• _How to complete this task_
Lines with the word "ScanError" are the ones wanted. Copy each of them from the entries below.

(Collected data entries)
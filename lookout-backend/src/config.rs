use std::env::var;
use std::time::Duration;

use arrayvec::ArrayString;
use chrono_tz::Tz;
use dotenvy::dotenv;

use crate::error::ScanError;
use crate::validation::{validate_nation_name, validate_player_name, validate_watch_list_size};

/// Minecraft player name - max 16 characters, stored inline.
pub type PlayerName = ArrayString<16>;

const DEFAULT_DYNMAP_URL: &str = "https://lime.nationsglory.fr/standalone/dynmap_world.json";

const DEFAULT_WATCH_LIST: &[&str] = &[
    "Canisi",
    "Darkholess",
    "UFO_Thespoot",
    "firecharge94",
    "Franky753",
    "Blakonne",
    "Thepainx31x",
    "Farsgame",
    "ClashKiller78",
    "Olmat38",
    "AstaPatate",
];

/// Application configuration with environment variable overrides
#[derive(Debug, Clone)]
pub struct Config {
    /// Health listener port
    /// Env: PORT (default: 3000)
    pub port: u16,

    /// Database file path
    /// Env: DATABASE_PATH (default: "lookout.db")
    pub database_path: String,

    /// Dynmap world endpoint polled for the roster
    /// Env: DYNMAP_URL
    pub dynmap_url: String,

    /// Discord webhook URL
    /// Env: DISCORD_WEBHOOK (required)
    pub webhook_url: String,

    /// Delay between two roster polls
    /// Env: CHECK_INTERVAL_MS (default: 1000)
    pub check_interval: Duration,

    /// Watched players
    /// Env: WATCH_LIST (comma separated)
    pub watch_list: Vec<PlayerName>,

    /// Time zone used for session hours/weekdays and displayed clocks
    /// Env: TIMEZONE (default: "Europe/Paris")
    pub timezone: Tz,

    /// Externally reachable address pinged to prevent idle shutdown
    /// Env: PUBLIC_URL (optional, self-ping disabled when unset)
    pub public_url: Option<String>,

    /// Env: SELF_PING_INTERVAL_SECS (default: 600)
    pub self_ping_interval: Duration,

    /// How often session histories are written even without a close
    /// Env: HISTORY_FLUSH_SECS (default: 300)
    pub history_flush_interval: Duration,

    /// Timeout applied to every outgoing request and to the health listener
    /// Env: REQUEST_TIMEOUT_SECS (default: 30)
    pub request_timeout: Duration,

    /// Minimum spacing between two webhook requests
    /// Env: WEBHOOK_MIN_DELAY_MS (default: 500)
    pub webhook_min_delay: Duration,

    /// Base URL of the nation API (optional, nation loop disabled when unset)
    /// Env: NATION_API_URL
    pub nation_api_url: Option<String>,

    /// Credential sent to the nation API for grade lookups
    /// Env: NATION_API_KEY
    pub nation_api_key: Option<String>,

    /// Watched nations
    /// Env: WATCH_NATIONS (comma separated)
    pub watch_nations: Vec<String>,

    /// Env: NATION_INTERVAL_SECS (default: 30)
    pub nation_interval: Duration,

    /// Maximum age of a cached grade
    /// Env: GRADE_FRESHNESS_SECS (default: 60)
    pub grade_freshness: Duration,
}

impl Config {
    /// Load configuration from environment variables with defaults
    pub fn from_env() -> Result<Self, ScanError> {
        let _ = dotenv();
        let defaults = Self::default();

        let webhook_url = var("DISCORD_WEBHOOK")
            .ok()
            .filter(|v| !v.trim().is_empty())
            .ok_or_else(|| ScanError::Config("DISCORD_WEBHOOK is not set".to_string()))?;

        let timezone = match var("TIMEZONE") {
            Ok(name) => name
                .parse::<Tz>()
                .map_err(|_| ScanError::Config(format!("unknown time zone '{}'", name)))?,
            Err(_) => defaults.timezone,
        };

        let watch_list = match var("WATCH_LIST") {
            Ok(raw) => parse_watch_list(&raw),
            Err(_) => defaults.watch_list,
        };
        validate_watch_list_size(watch_list.len())?;

        Ok(Self {
            port: env_or_default("PORT", defaults.port),
            database_path: env_or_default_string("DATABASE_PATH", &defaults.database_path),
            dynmap_url: env_or_default_string("DYNMAP_URL", DEFAULT_DYNMAP_URL),
            webhook_url,
            check_interval: Duration::from_millis(env_nonzero_or_default("CHECK_INTERVAL_MS", 1000)),
            watch_list,
            timezone,
            public_url: env_optional("PUBLIC_URL").or_else(|| env_optional("RENDER_EXTERNAL_URL")),
            self_ping_interval: Duration::from_secs(env_nonzero_or_default("SELF_PING_INTERVAL_SECS", 600)),
            history_flush_interval: Duration::from_secs(env_nonzero_or_default("HISTORY_FLUSH_SECS", 300)),
            request_timeout: Duration::from_secs(env_nonzero_or_default("REQUEST_TIMEOUT_SECS", 30)),
            webhook_min_delay: Duration::from_millis(env_or_default("WEBHOOK_MIN_DELAY_MS", 500)),
            nation_api_url: env_optional("NATION_API_URL"),
            nation_api_key: env_optional("NATION_API_KEY"),
            watch_nations: var("WATCH_NATIONS")
                .map(|raw| parse_nations(&raw))
                .unwrap_or_default(),
            nation_interval: Duration::from_secs(env_nonzero_or_default("NATION_INTERVAL_SECS", 30)),
            grade_freshness: Duration::from_secs(env_nonzero_or_default("GRADE_FRESHNESS_SECS", 60)),
        })
    }

    /// Whether the nation loop has everything it needs to run.
    pub fn nations_enabled(&self) -> bool {
        self.nation_api_url.is_some() && !self.watch_nations.is_empty()
    }
}

impl Default for Config {
    fn default() -> Self {
        Self {
            port: 3000,
            database_path: "lookout.db".to_string(),
            dynmap_url: DEFAULT_DYNMAP_URL.to_string(),
            webhook_url: String::new(),
            check_interval: Duration::from_millis(1000),
            watch_list: DEFAULT_WATCH_LIST
                .iter()
                .filter_map(|name| PlayerName::try_from(*name).ok())
                .collect(),
            timezone: chrono_tz::Europe::Paris,
            public_url: None,
            self_ping_interval: Duration::from_secs(600),
            history_flush_interval: Duration::from_secs(300),
            request_timeout: Duration::from_secs(30),
            webhook_min_delay: Duration::from_millis(500),
            nation_api_url: None,
            nation_api_key: None,
            watch_nations: Vec::new(),
            nation_interval: Duration::from_secs(30),
            grade_freshness: Duration::from_secs(60),
        }
    }
}

/// Parse a comma separated watch list. Invalid and duplicate names are skipped.
pub fn parse_watch_list(raw: &str) -> Vec<PlayerName> {
    let mut names: Vec<PlayerName> = Vec::new();
    for name in raw.split(',').map(str::trim).filter(|n| !n.is_empty()) {
        if let Err(e) = validate_player_name(name) {
            tracing::warn!(player = %name, error = %e, "skipping watched player");
            continue;
        }
        let Ok(name) = PlayerName::try_from(name) else {
            continue;
        };
        if !names.contains(&name) {
            names.push(name);
        }
    }
    names
}

/// Parse a comma separated list of nations. Invalid and duplicate names are skipped.
pub fn parse_nations(raw: &str) -> Vec<String> {
    let mut nations: Vec<String> = Vec::new();
    for nation in raw.split(',').map(str::trim).filter(|n| !n.is_empty()) {
        if let Err(e) = validate_nation_name(nation) {
            tracing::warn!(nation = %nation, error = %e, "skipping watched nation");
            continue;
        }
        if !nations.iter().any(|n| n == nation) {
            nations.push(nation.to_string());
        }
    }
    nations
}

/// Parse environment variable or return default value
fn env_or_default<T: std::str::FromStr>(key: &str, default: T) -> T {
    var(key)
        .ok()
        .and_then(|val| val.parse().ok())
        .unwrap_or(default)
}

/// Parse a period from the environment. Zero and unparsable values fall back
/// to the default, a zero period cannot drive a timer.
fn env_nonzero_or_default(key: &str, default: u64) -> u64 {
    var(key)
        .ok()
        .and_then(|val| val.trim().parse::<u64>().ok())
        .filter(|val| *val > 0)
        .unwrap_or(default)
}

/// Parse environment variable string or return default value
fn env_or_default_string(key: &str, default: &str) -> String {
    var(key).unwrap_or_else(|_| default.to_string())
}

fn env_optional(key: &str) -> Option<String> {
    var(key).ok().filter(|v| !v.trim().is_empty())
}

• _Answer box_
use crate::error::ScanError;
    pub fn from_env() -> Result<Self, ScanError> {
            .ok_or_else(|| ScanError::Config("DISCORD_WEBHOOK is not set".to_string()))?;
                .map_err(|_| ScanError::Config(format!("unknown time zone '{}'", name)))?,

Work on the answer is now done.